Лодка с двумя молчаливыми мужчинами на борту шла по серо-синей воде на восток. Висел густой белый туман, поэтому городок обозначился только в последний момент. Андрей помог Йосипу причалить, попрощались они без особых церемоний.
Йосип провожал взглядом неизменно гротескную фигуру почтальона, когда тот шел вдоль набережной домой, пока не исчез в тумане. Их общее дело успехом не увенчалось.
Дорогу он мог бы найти и вслепую, но настолько густой туман даже его заставлял нервничать.
К тому же ничего не было слышно, казалось, все звуки в мире исчезли.
Когда он проходил мимо сербской православной церквушки, под ботинками затрещали осколки стекла — цветного стекла.
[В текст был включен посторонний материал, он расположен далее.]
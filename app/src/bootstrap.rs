use crate::config::AppConfig;

/// Load `.env` and the runtime configuration.
pub fn init_foundation() -> AppConfig {
    load_dotenv();
    let config = AppConfig::load();
    tracing::info!(
        download_dir = %config.download_dir.display(),
        custom_font = config.font_path.is_some(),
        "Settings loaded"
    );
    config
}

/// Load .env from multiple candidate paths.
fn load_dotenv() {
    let candidates = [".env", "../.env", "../../.env"];
    for path in &candidates {
        if dotenvy::from_filename(path).is_ok() {
            tracing::info!("Loaded .env from: {path}");
            return;
        }
    }
    tracing::info!("No .env file found, using system environment variables");
}
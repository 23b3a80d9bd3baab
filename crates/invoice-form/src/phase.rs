/// Lifecycle phase of the invoice form.
#[derive(Debug, Clone, Copy, PartialEq, Eq, Default)]
pub enum Phase {
    /// Fields are editable.
    #[default]
    Editing,
    /// The generated invoice is on display.
    Reviewing,
}

impl std::fmt::Display for Phase {
    fn fmt(&self, f: &mut std::fmt::Formatter<'_>) -> std::fmt::Result {
        match self {
            Phase::Editing => f.write_str("editing"),
            Phase::Reviewing => f.write_str("reviewing"),
        }
    }
}
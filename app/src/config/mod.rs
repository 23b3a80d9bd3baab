//! Configuration management: defaults, validation, loading from the environment.

pub mod app_config;
pub mod defaults;
pub mod validation;

pub use app_config::AppConfig;
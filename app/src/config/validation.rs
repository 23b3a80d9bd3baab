//! Setting value validation.

/// Validate a setting value. Returns `Ok(())` if valid, or an error message.
pub fn validate_setting(key: &str, value: &str) -> Result<(), String> {
    match key {
        "INVOICE_QR_SCALE" => validate_int_range(value, 1, 32)?,
        "INVOICE_QR_MARGIN" => validate_int_range(value, 0, 16)?,
        "INVOICE_CARD_WIDTH" => validate_int_range(value, 240, 2048)?,
        "INVOICE_SHOP_NAME" => {
            if value.trim().is_empty() || value.chars().count() > 64 {
                return Err("shop name must be 1-64 characters".into());
            }
        }
        "INVOICE_FONT_PATH" => {
            if !value.is_empty() {
                let ext = std::path::Path::new(value)
                    .extension()
                    .and_then(|e| e.to_str())
                    .map(str::to_lowercase)
                    .unwrap_or_default();
                if !matches!(ext.as_str(), "ttf" | "otf") {
                    return Err("font must be a .ttf or .otf file".into());
                }
            }
        }
        _ => {}
    }
    Ok(())
}

fn validate_int_range(value: &str, min: u32, max: u32) -> Result<(), String> {
    let v: u32 = value.parse().map_err(|_| "must be a non-negative integer")?;
    if !(min..=max).contains(&v) {
        return Err(format!("must be between {min} and {max}"));
    }
    Ok(())
}
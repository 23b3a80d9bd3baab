//! Text rendering utilities for invoice images.
//!
//! Provides text measurement, word-wrapping, and separator drawing.

use ab_glyph::{Font, FontRef, PxScale, ScaleFont};
use image::{Rgba, RgbaImage};

/// Default body font size in pixels.
pub const DEFAULT_FONT_SIZE: f32 = 22.0;

/// Height of the separator line.
pub const SEPARATOR_HEIGHT: u32 = 2;

/// Measure the pixel width of a string at the given font and scale.
pub fn measure_text_width(font: &FontRef<'_>, scale: PxScale, text: &str) -> u32 {
    let scaled = font.as_scaled(scale);
    let mut width = 0.0f32;
    let mut prev_glyph: Option<ab_glyph::GlyphId> = None;

    for ch in text.chars() {
        let glyph_id = scaled.glyph_id(ch);
        if let Some(prev) = prev_glyph {
            width += scaled.kern(prev, glyph_id);
        }
        width += scaled.h_advance(glyph_id);
        prev_glyph = Some(glyph_id);
    }

    width.ceil() as u32
}

/// Compute the line height for the given font and scale.
pub fn line_height(font: &FontRef<'_>, scale: PxScale) -> u32 {
    let scaled = font.as_scaled(scale);
    (scaled.ascent() - scaled.descent() + scaled.line_gap()).ceil() as u32
}

/// Wrap text to fit within `max_width` pixels.
///
/// Words longer than a full line are broken between characters.
pub fn wrap_text(font: &FontRef<'_>, scale: PxScale, text: &str, max_width: u32) -> Vec<String> {
    let mut lines = Vec::new();
    let mut current_line = String::new();
    let mut current_width: u32 = 0;

    for word in text.split_inclusive(|c: char| c.is_whitespace()) {
        let word_width = measure_text_width(font, scale, word);

        if current_width + word_width > max_width && !current_line.is_empty() {
            lines.push(current_line.trim_end().to_string());
            current_line = String::new();
            current_width = 0;
        }

        if word_width > max_width && current_line.is_empty() {
            let mut char_line = String::new();
            let mut char_width: u32 = 0;
            for ch in word.chars() {
                let ch_w = measure_text_width(font, scale, &ch.to_string());
                if char_width + ch_w > max_width && !char_line.is_empty() {
                    lines.push(char_line);
                    char_line = String::new();
                    char_width = 0;
                }
                char_line.push(ch);
                char_width += ch_w;
            }
            current_line = char_line;
            current_width = char_width;
            continue;
        }

        current_line.push_str(word);
        current_width += word_width;
    }

    if !current_line.is_empty() {
        lines.push(current_line.trim_end().to_string());
    }

    if lines.is_empty() {
        lines.push(String::new());
    }

    lines
}

/// Draw a horizontal dashed line between `x_start` and `x_end`.
pub fn draw_dashed_line(
    img: &mut RgbaImage,
    x_start: u32,
    x_end: u32,
    y: u32,
    thickness: u32,
    color: Rgba<u8>,
) {
    const DASH: u32 = 8;
    const GAP: u32 = 4;

    let x_end = x_end.min(img.width());
    let mut x = x_start;
    let mut drawing = true;

    while x < x_end {
        let segment = if drawing { DASH } else { GAP };
        if drawing {
            for dx in 0..segment.min(x_end - x) {
                for dy in 0..thickness {
                    if y + dy < img.height() {
                        img.put_pixel(x + dx, y + dy, color);
                    }
                }
            }
        }
        x += segment;
        drawing = !drawing;
    }
}

/// Create a solid-colored RGBA image.
pub fn blank_image(width: u32, height: u32, background: Rgba<u8>) -> RgbaImage {
    RgbaImage::from_pixel(width, height, background)
}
Витражи были разбиты.
Улицей дальше оказалось, что магазинчик Костича тоже пострадал. Прилавки разгромлены, коробки и ящики растоптаны. Товар лежал на земле, по нему как будто проехали машины — тротуар покрывал ковер из раздавленных фруктов и овощей. Тыквы из автоматов расстреляли в кашу. Все стекла были выбиты, а на верхнем этаже, где жила семья, похоже, бушевал пожар — вокруг каждого окна чернел ореол.
Горан Костич вышел на улицу и с отсутствующим взглядом завязал впереди фартук. Он наклонился и стал собирать целые фрукты в маленький ящик.
— Подожди, я помогу, — предложил Йосип, поставив сумку на землю.
— Такие красивые фрукты, — жаловался Костич высоким голосом. — Взгляни на эти апельсины. Лучше испанских.
— Я помогу, — повторил Йосип и бросился составлять в ряд несколько уцелевших ящиков. — Семья жива?
— Да, да. Они все вместе залезли в кровать.
— Мне стыдно, Костич, что в нашей стране произошло такое. Оставь ты эту цветную капусту. Апельсины дороже.
Пока они спасали то, что еще можно было спасти, подъехал грузовик. В открытом кузове сидели вооруженные мужчины, и среди них Маркович.
— Просто продолжай, Костич, — прошептал Йосип. — Пока я здесь, они тебя не тронут.
— Плохая идея, Тудман! — выпалил Маркович.
— А я думал, что знаю тебя! — крикнул в ответ Йосип. — Но я не знал, что ты терроризируешь невинных людей.
— Сербов! Им тут больше не место.
— Ты идиот, — отрезал Йосип, держа на животе большую тыкву.
— Ничего подобного, — вмешался другой голос.
Дверь открылась, и вышел Марио.
— Марио? Ты что, совсем забыл о приличиях? А твоя жена знает, в чем ты участвуешь?
— О да, и она совершенно со мной согласна. Приличия оставим до лучших времен. Мы не хотим, чтобы сербы жили в нашем городе.
— Тыквы — это просто тыквы! — завопил Костич.
— Закрой рот, — зашипел Йосип и прокричал: — Кто еще с вами?
— Я, — отреагировал Шмитц и приблизился к открытой двери, чтобы Тудман мог лучше его разглядеть. На нем была белая рубашка и фиолетовый шерстяной жилет.